Trader Scott’s Market Blog

 

As also stated in this previous post, I am terrified of the complacency in ALL markets currently, some more so than others. This complacency is occurring thanks to the opiates being administered by the brain surgeons at the global Central Banks. (That metaphor actually works this time.) Anyways, we know that this complacency is a toxic situation. But the recognition of complacency, like having hope for a losing trade, is not a strategy for making profits in markets. Specifically, for the stock market, I am waiting for the next large selling wave. If, and only if, the volume characteristics of that selling wave warrant it, I will then be patient and sell short into the ensuing rally. But, ONLY if/when the market trades back/above the RESISTANCE ZONE. Meaning when the market is supposedly “breaking out” higher. As I’ve stated many times, I love shorting when a market is “breaking out” to new highs and I love buying when a market is “breaking out” to new lows. In other words, taking the other side of the trade. Just like the silver trade that I believed was setting up to “break below” support and set up a wonderful long side trade. That particular trade is/was called a SPRING which I wrote about here, (and I will update shortly). And also like gold and the miners last week “breaking below” support and then rallying straight back up. But let me categorically state – I do not enter a position and take the other side just because it’s “breaking out”. There’s much more involved than just that. It’s just a piece of my strategy to minimize RISK and also to maximize the PROBABILITY of a successful trade. And I never buy a market that is setting new highs, even when I believe that the particular market is in an overall UPTREND and has a high PROBABILITY of continuing up. In that situation, my brain does not compute, does not compute.

Below is an article from Zero Hedge in regards to my spiel above.

 

 

“Everyone’s On The Same Side Of The Boat Again” – Hedge Funds Have Never Been More “All-In”

Tyler Durden's picture

Since February, “nothing else matters” but the $200 billion or so per month of central bank money printing and asset purchasing. Correlations across asset classes are at or near record highs (putting risk parity funds in grave danger) with global bond yields at record lows and stock prices at record highs. However, as one veteran trader exclaimed, “they all on the same side of the boat again,” pointing to the record speculative long positioning in US equities and record speculative shorts in VIX… a situation, he says, “can only end in catastrophe.”

Everyone’s “all-in” on the fear of not conforming to the norm… Buy Everything Stupid…

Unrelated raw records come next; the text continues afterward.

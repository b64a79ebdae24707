// ==========================================
// 订单条码报表 - 文件解析器实现
// ==========================================
// 方言: 逗号分隔 / 双引号包裹（可配置）
// 说明: 不识别表头（由加载器丢弃第一行），
//       不校验列数（由加载器报告 MalformedRow）
// ==========================================

use crate::config::ReportConfig;
use crate::importer::error::{ImportError, ImportResult};
use crate::importer::importer_trait::{FileParser, RawRow};
use csv::ReaderBuilder;
use std::fs::File;
use std::io::Read;
use std::path::Path;

// ==========================================
// CSV Parser 实现
// ==========================================
#[derive(Debug, Clone, Copy)]
pub struct CsvParser {
    delimiter: u8,
    quote: u8,
}

impl Default for CsvParser {
    fn default() -> Self {
        Self {
            delimiter: b',',
            quote: b'"',
        }
    }
}

impl CsvParser {
    pub fn new(delimiter: u8, quote: u8) -> Self {
        Self { delimiter, quote }
    }

    /// 按配置构造（配置需已通过 validate）
    pub fn from_config(config: &ReportConfig) -> ImportResult<Self> {
        Ok(Self::new(config.delimiter_byte()?, config.quote_byte()?))
    }

    /// 从任意 Reader 解析原始行
    ///
    /// 行号为物理行号：空行与引号内换行都计入
    pub fn parse_reader<R: Read>(&self, mut source: R) -> ImportResult<Vec<RawRow>> {
        let mut input = Vec::new();
        source.read_to_end(&mut input)?;
        let line_index = LineIndex::new(&input);

        let mut reader = ReaderBuilder::new()
            .has_headers(false)
            .flexible(true) // 允许行长度不一致
            .delimiter(self.delimiter)
            .quote(self.quote)
            .from_reader(input.as_slice());

        let mut rows = Vec::new();
        for (idx, result) in reader.records().enumerate() {
            let record = result?;
            let line = record
                .position()
                .map(|p| line_index.line_of_record(p.byte() as usize))
                .unwrap_or(idx + 1);
            rows.push(RawRow::new(
                line,
                record.iter().map(str::to_string).collect(),
            ));
        }

        Ok(rows)
    }
}

// ==========================================
// LineIndex - 字节偏移 → 物理行号
// ==========================================
// csv 读取器记录的位置在跳过空行之前，
// 需先越过行终止符再换算行号
struct LineIndex<'a> {
    input: &'a [u8],
    newlines: Vec<usize>,
}

impl<'a> LineIndex<'a> {
    fn new(input: &'a [u8]) -> Self {
        let newlines = input
            .iter()
            .enumerate()
            .filter(|(_, b)| **b == b'\n')
            .map(|(offset, _)| offset)
            .collect();
        Self { input, newlines }
    }

    fn line_of_record(&self, record_start: usize) -> usize {
        let start = self.input[record_start.min(self.input.len())..]
            .iter()
            .position(|b| *b != b'\n' && *b != b'\r')
            .map(|skip| record_start + skip)
            .unwrap_or(self.input.len());
        self.newlines.partition_point(|nl| *nl < start) + 1
    }
}

impl FileParser for CsvParser {
    fn parse_rows(&self, file_path: &Path) -> ImportResult<Vec<RawRow>> {
        // 检查文件存在
        if !file_path.exists() {
            return Err(ImportError::FileNotFound(file_path.display().to_string()));
        }

        let file = File::open(file_path).map_err(|e| {
            ImportError::FileReadError(format!("{}: {}", file_path.display(), e))
        })?;
        self.parse_reader(file)
    }
}
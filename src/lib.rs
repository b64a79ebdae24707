// ==========================================
// 订单条码报表 - 核心库
// ==========================================
// 输入: orders.csv (order_id,customer_id) + barcodes.csv (barcode,order_id)
// 输出: customer_id,order_id,barcode1,barcode2,...
// 诊断: 条码冲突 / 无条码订单 / 未分配条码
// ==========================================

// ==========================================
// 模块声明
// ==========================================

// 领域层 - 实体与类型
pub mod domain;

// 导入层 - 解析与倒排索引
pub mod importer;

// 引擎层 - 关联与写出
pub mod engine;

// 配置层
pub mod config;

// 日志系统
pub mod logging;

// ==========================================
// 重导出核心类型
// ==========================================

pub use config::ReportConfig;
pub use domain::{
    BarcodeAssignment, DiagnosticEvent, DiagnosticLevel, DiagnosticReport, DiagnosticSummary,
    Diagnostics, InvertedIndex, OrderRecord, UnassignedBarcodes,
};
pub use engine::{ReportBuilder, ReportLine, ReportOrchestrator, ReportOutcome, ReportWriter};
pub use importer::{BarcodeIndexer, CsvParser, ImportError, ImportResult, OrderLoader};

// ==========================================
// 常量定义
// ==========================================

// 系统版本
pub const VERSION: &str = env!("CARGO_PKG_VERSION");

// 系统名称
pub const APP_NAME: &str = "订单条码报表";
// ==========================================
// 订单条码报表 - 条码领域模型
// ==========================================
// 输入: barcodes 文件（列顺序: barcode, order_id）
// 红线: 一个条码只能出现在一处
//       （唯一订单 或 未分配列表，二者不可兼有）
// ==========================================

use serde::{Deserialize, Serialize};
use std::collections::{HashMap, HashSet};

// ==========================================
// BarcodeAssignment - 条码分配记录
// ==========================================
#[derive(Debug, Clone, PartialEq, Eq, Serialize, Deserialize)]
pub struct BarcodeAssignment {
    pub barcode: String,          // 条码（自然主键）
    pub order_id: Option<String>, // 订单号（空字符串 → None，表示未分配）
    pub row_number: usize,        // 源文件行号（表头为第 1 行）
}

impl BarcodeAssignment {
    /// 由原始字段构造，空 order_id 视为未分配
    pub fn from_fields(barcode: &str, order_id: &str, row_number: usize) -> Self {
        Self {
            barcode: barcode.to_string(),
            order_id: if order_id.is_empty() {
                None
            } else {
                Some(order_id.to_string())
            },
            row_number,
        }
    }
}

// ==========================================
// InvertedIndex - 倒排索引 (order_id → barcodes)
// ==========================================
// 每个订单内保持插入顺序；订单按首次出现顺序遍历
#[derive(Debug, Clone, Default, PartialEq, Eq)]
pub struct InvertedIndex {
    entries: HashMap<String, Vec<String>>,
    order_ids: Vec<String>,
}

impl InvertedIndex {
    pub fn new() -> Self {
        Self::default()
    }

    /// 将条码追加到订单条目末尾（条目不存在时创建）
    pub fn append(&mut self, order_id: &str, barcode: impl Into<String>) {
        match self.entries.get_mut(order_id) {
            Some(barcodes) => barcodes.push(barcode.into()),
            None => {
                self.order_ids.push(order_id.to_string());
                self.entries
                    .insert(order_id.to_string(), vec![barcode.into()]);
            }
        }
    }

    /// 查询订单的条码列表
    ///
    /// # 返回
    /// - Some(&[String]): 按分配顺序排列的条码
    /// - None: 该订单在索引中无条目
    pub fn barcodes_for(&self, order_id: &str) -> Option<&[String]> {
        self.entries.get(order_id).map(Vec::as_slice)
    }

    pub fn contains_order(&self, order_id: &str) -> bool {
        self.entries.contains_key(order_id)
    }

    pub fn contains_barcode(&self, barcode: &str) -> bool {
        self.entries
            .values()
            .any(|barcodes| barcodes.iter().any(|b| b == barcode))
    }

    /// 订单条目数
    pub fn len(&self) -> usize {
        self.order_ids.len()
    }

    pub fn is_empty(&self) -> bool {
        self.order_ids.is_empty()
    }

    /// 已分配条码总数
    pub fn total_barcodes(&self) -> usize {
        self.entries.values().map(Vec::len).sum()
    }

    /// 按订单首次出现顺序遍历
    pub fn iter(&self) -> impl Iterator<Item = (&str, &[String])> {
        self.order_ids.iter().filter_map(move |order_id| {
            self.entries
                .get(order_id)
                .map(|barcodes| (order_id.as_str(), barcodes.as_slice()))
        })
    }
}

// ==========================================
// UnassignedBarcodes - 未分配条码列表
// ==========================================
// 保持出现顺序，同一条码只列出一次
#[derive(Debug, Clone, Default, PartialEq, Eq)]
pub struct UnassignedBarcodes {
    barcodes: Vec<String>,
    seen: HashSet<String>,
}

impl UnassignedBarcodes {
    pub fn new() -> Self {
        Self::default()
    }

    /// 追加条码
    ///
    /// # 返回
    /// - true: 新增
    /// - false: 已在列表中
    pub fn push(&mut self, barcode: impl Into<String>) -> bool {
        let barcode = barcode.into();
        if !self.seen.insert(barcode.clone()) {
            return false;
        }
        self.barcodes.push(barcode);
        true
    }

    /// 移除条码（条码后续被分配到订单时调用）
    pub fn remove(&mut self, barcode: &str) -> bool {
        if !self.seen.remove(barcode) {
            return false;
        }
        self.barcodes.retain(|b| b != barcode);
        true
    }

    pub fn contains(&self, barcode: &str) -> bool {
        self.seen.contains(barcode)
    }

    pub fn as_slice(&self) -> &[String] {
        &self.barcodes
    }

    pub fn len(&self) -> usize {
        self.barcodes.len()
    }

    pub fn is_empty(&self) -> bool {
        self.barcodes.is_empty()
    }

    pub fn iter(&self) -> impl Iterator<Item = &String> {
        self.barcodes.iter()
    }

    pub fn into_vec(self) -> Vec<String> {
        self.barcodes
    }
}
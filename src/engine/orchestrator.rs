// ==========================================
// 订单条码报表 - 引擎编排器
// ==========================================
// 流程: 加载订单 → 构建倒排索引 → 关联生成报表 → 写出
// 红线: 输入全部加载并关联完成后才打开输出文件，
//       任一输入失败时不产生输出文件
// ==========================================

use crate::config::ReportConfig;
use crate::domain::{
    DiagnosticReport, DiagnosticSummary, Diagnostics, InvertedIndex, UnassignedBarcodes,
};
use crate::engine::report_builder::{ReportBuilder, ReportLine};
use crate::engine::report_writer::ReportWriter;
use crate::importer::{
    BarcodeIndexer, CsvParser, FileParser, ImportResult, OrderLoader, RawRow,
};
use std::path::Path;
use tracing::{debug, info, instrument};

// ==========================================
// ReportOutcome - 运行结果
// ==========================================
#[derive(Debug, Clone)]
pub struct ReportOutcome {
    pub lines: Vec<ReportLine>,
    pub index: InvertedIndex,
    pub unassigned: UnassignedBarcodes,
    pub diagnostics: Diagnostics,
    pub summary: DiagnosticSummary,
}

impl ReportOutcome {
    /// 生成可序列化的诊断报告
    pub fn diagnostic_report(&self) -> DiagnosticReport {
        DiagnosticReport::new(
            self.summary.clone(),
            &self.diagnostics,
            self.unassigned.as_slice(),
        )
    }
}

// ==========================================
// ReportOrchestrator - 引擎编排器
// ==========================================
pub struct ReportOrchestrator {
    file_parser: Box<dyn FileParser>,
    order_loader: OrderLoader,
    barcode_indexer: BarcodeIndexer,
    report_builder: ReportBuilder,
    report_writer: ReportWriter,
}

impl ReportOrchestrator {
    /// 按配置创建编排器
    pub fn new(config: &ReportConfig) -> ImportResult<Self> {
        config.validate()?;
        Ok(Self::with_parser(
            Box::new(CsvParser::from_config(config)?),
            ReportWriter::new(config.output_separator_byte()?),
        ))
    }

    /// 使用指定解析器创建编排器
    pub fn with_parser(file_parser: Box<dyn FileParser>, report_writer: ReportWriter) -> Self {
        Self {
            file_parser,
            order_loader: OrderLoader,
            barcode_indexer: BarcodeIndexer,
            report_builder: ReportBuilder::new(),
            report_writer,
        }
    }

    /// 在内存行上完成加载与关联（不涉及文件）
    pub fn join_rows(
        &self,
        order_rows: Vec<RawRow>,
        barcode_rows: Vec<RawRow>,
    ) -> ImportResult<ReportOutcome> {
        let mut diagnostics = Diagnostics::new();

        // === 步骤 1: 加载订单 ===
        let orders = self.order_loader.load(order_rows)?;

        // === 步骤 2: 构建倒排索引 ===
        let barcode_index = self.barcode_indexer.build(barcode_rows, &mut diagnostics)?;

        // === 步骤 3: 关联 ===
        let lines = self
            .report_builder
            .build(&orders, &barcode_index.index, &mut diagnostics);

        let summary = DiagnosticSummary {
            total_orders: orders.len(),
            total_barcode_rows: barcode_index.total_rows,
            reported_orders: lines.len(),
            orders_without_barcodes: diagnostics.orders_without_barcodes().count(),
            conflicts: diagnostics.conflicts().count(),
            unassigned: barcode_index.unassigned.len(),
        };
        debug!(?summary, "关联完成");

        Ok(ReportOutcome {
            lines,
            index: barcode_index.index,
            unassigned: barcode_index.unassigned,
            diagnostics,
            summary,
        })
    }

    /// 完整运行：读取两个输入文件，写出报表文件
    #[instrument(skip(self))]
    pub fn run(
        &self,
        orders_path: &Path,
        barcodes_path: &Path,
        output_path: &Path,
    ) -> ImportResult<ReportOutcome> {
        info!("开始生成订单条码报表");

        let order_rows = self.file_parser.parse_rows(orders_path)?;
        let barcode_rows = self.file_parser.parse_rows(barcodes_path)?;
        debug!(
            order_rows = order_rows.len(),
            barcode_rows = barcode_rows.len(),
            "输入文件解析完成"
        );

        let outcome = self.join_rows(order_rows, barcode_rows)?;

        let written = self.report_writer.write_file(&outcome.lines, output_path)?;
        info!(
            written,
            orders_without_barcodes = outcome.summary.orders_without_barcodes,
            conflicts = outcome.summary.conflicts,
            unassigned = outcome.summary.unassigned,
            "报表写出完成"
        );

        Ok(outcome)
    }
}
// ==========================================
// 订单条码报表 - 导入层
// ==========================================
// 职责: 原始行解析 → 订单列表 / 条码倒排索引
// 支持: CSV
// ==========================================

// 模块声明
pub mod barcode_indexer;
pub mod conflict_handler;
pub mod error;
pub mod file_parser;
pub mod importer_trait;
pub mod order_loader;

// 重导出核心类型
pub use barcode_indexer::{BarcodeIndex, BarcodeIndexer};
pub use conflict_handler::AssignmentLedger;
pub use error::{ImportError, ImportResult};
pub use file_parser::CsvParser;
pub use importer_trait::{number_rows, FileParser, RawRow};
pub use order_loader::OrderLoader;
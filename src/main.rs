// ==========================================
// 订单条码报表 - 命令行入口
// ==========================================
// 用法:
//   order-barcode-report -o orders.csv -b barcodes.csv -O output.csv
// 退出码: 文件打开失败/行格式错误/写出失败 → 非 0
// ==========================================

use anyhow::{Context, Result};
use clap::Parser;
use order_barcode_report::config::ReportConfig;
use order_barcode_report::engine::{ReportOrchestrator, ReportOutcome};
use order_barcode_report::logging;
use std::fs;
use std::path::{Path, PathBuf};

#[derive(Parser, Debug)]
#[command(name = "order-barcode-report")]
#[command(version, about = "按订单汇总客户与已分配条码")]
struct Cli {
    /// 订单 CSV 文件（order_id,customer_id），默认 orders.csv
    #[arg(short = 'o', long)]
    orders: Option<PathBuf>,

    /// 条码 CSV 文件（barcode,order_id），默认 barcodes.csv
    #[arg(short = 'b', long)]
    barcodes: Option<PathBuf>,

    /// 报表输出文件，默认 output.csv
    #[arg(short = 'O', long)]
    output: Option<PathBuf>,

    /// JSON 配置文件（命令行参数优先）
    #[arg(short = 'c', long, env = "ORDER_BARCODE_REPORT_CONFIG")]
    config: Option<PathBuf>,

    /// 诊断报告 JSON 输出路径
    #[arg(long)]
    diagnostics_json: Option<PathBuf>,
}

impl Cli {
    /// 合并配置：默认值 → 配置文件 → 命令行参数
    fn resolve_config(&self) -> Result<ReportConfig> {
        let mut config = match &self.config {
            Some(path) => ReportConfig::from_json_file(path)
                .with_context(|| format!("无法加载配置文件 {}", path.display()))?,
            None => ReportConfig::default(),
        };

        if let Some(orders) = &self.orders {
            config.orders_path = orders.clone();
        }
        if let Some(barcodes) = &self.barcodes {
            config.barcodes_path = barcodes.clone();
        }
        if let Some(output) = &self.output {
            config.output_path = output.clone();
        }
        Ok(config)
    }
}

/// 生成报表，按需写出诊断报告
fn execute(cli: &Cli) -> Result<ReportOutcome> {
    let config = cli.resolve_config()?;

    let orchestrator = ReportOrchestrator::new(&config).context("配置无效")?;
    let outcome = orchestrator
        .run(&config.orders_path, &config.barcodes_path, &config.output_path)
        .context("报表生成失败")?;

    if let Some(path) = &cli.diagnostics_json {
        write_diagnostics_json(&outcome, path)?;
    }

    Ok(outcome)
}

fn write_diagnostics_json(outcome: &ReportOutcome, path: &Path) -> Result<()> {
    let report = outcome.diagnostic_report().to_json_pretty()?;
    fs::write(path, report).with_context(|| format!("无法写出诊断报告 {}", path.display()))
}

fn main() -> Result<()> {
    logging::init();

    let cli = Cli::parse();
    tracing::info!("订单条码报表 v{}", order_barcode_report::VERSION);

    let outcome = execute(&cli)?;

    logging::emit_diagnostics(&outcome.diagnostics, outcome.unassigned.as_slice());
    println!(
        "{}",
        logging::unused_barcodes_line(outcome.unassigned.as_slice())
    );

    Ok(())
}
// ==========================================
// 订单条码报表 - 条码分配冲突处理
// ==========================================
// 策略: 先到先得（first-wins）
// 职责: 记录条码归属，检测重复分配
// ==========================================

use std::collections::HashMap;

// ==========================================
// AssignmentLedger - 条码归属台账
// ==========================================
#[derive(Debug, Clone, Default)]
pub struct AssignmentLedger {
    owners: HashMap<String, String>, // barcode → order_id
}

impl AssignmentLedger {
    pub fn new() -> Self {
        Self::default()
    }

    /// 查询条码当前归属订单
    ///
    /// # 返回
    /// - Some(order_id): 条码已被分配，新的分配应被拒绝
    /// - None: 条码尚未分配
    pub fn holder(&self, barcode: &str) -> Option<&str> {
        self.owners.get(barcode).map(String::as_str)
    }

    /// 登记分配；已登记的条码保持原归属
    pub fn record(&mut self, barcode: &str, order_id: &str) {
        self.owners
            .entry(barcode.to_string())
            .or_insert_with(|| order_id.to_string());
    }

    pub fn len(&self) -> usize {
        self.owners.len()
    }

    pub fn is_empty(&self) -> bool {
        self.owners.is_empty()
    }
}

And the momentum chasing is just getting worse… As stocks go higher and vol goes lower, leverage speculative positioning is just chasing that trend adding to already record extreme positioning…

 

 

So to clarify – the “all-in”-ness of the speculative traders has never, ever been so high across asset classes – record short VIX futures (an implicity leveraged long trade), record longs in Dow and Nasdaq futures, and surging shorts across the Treasury complex (implicitly a long stock trade if ‘norm’ correlations revert)

What could possibly go wrong?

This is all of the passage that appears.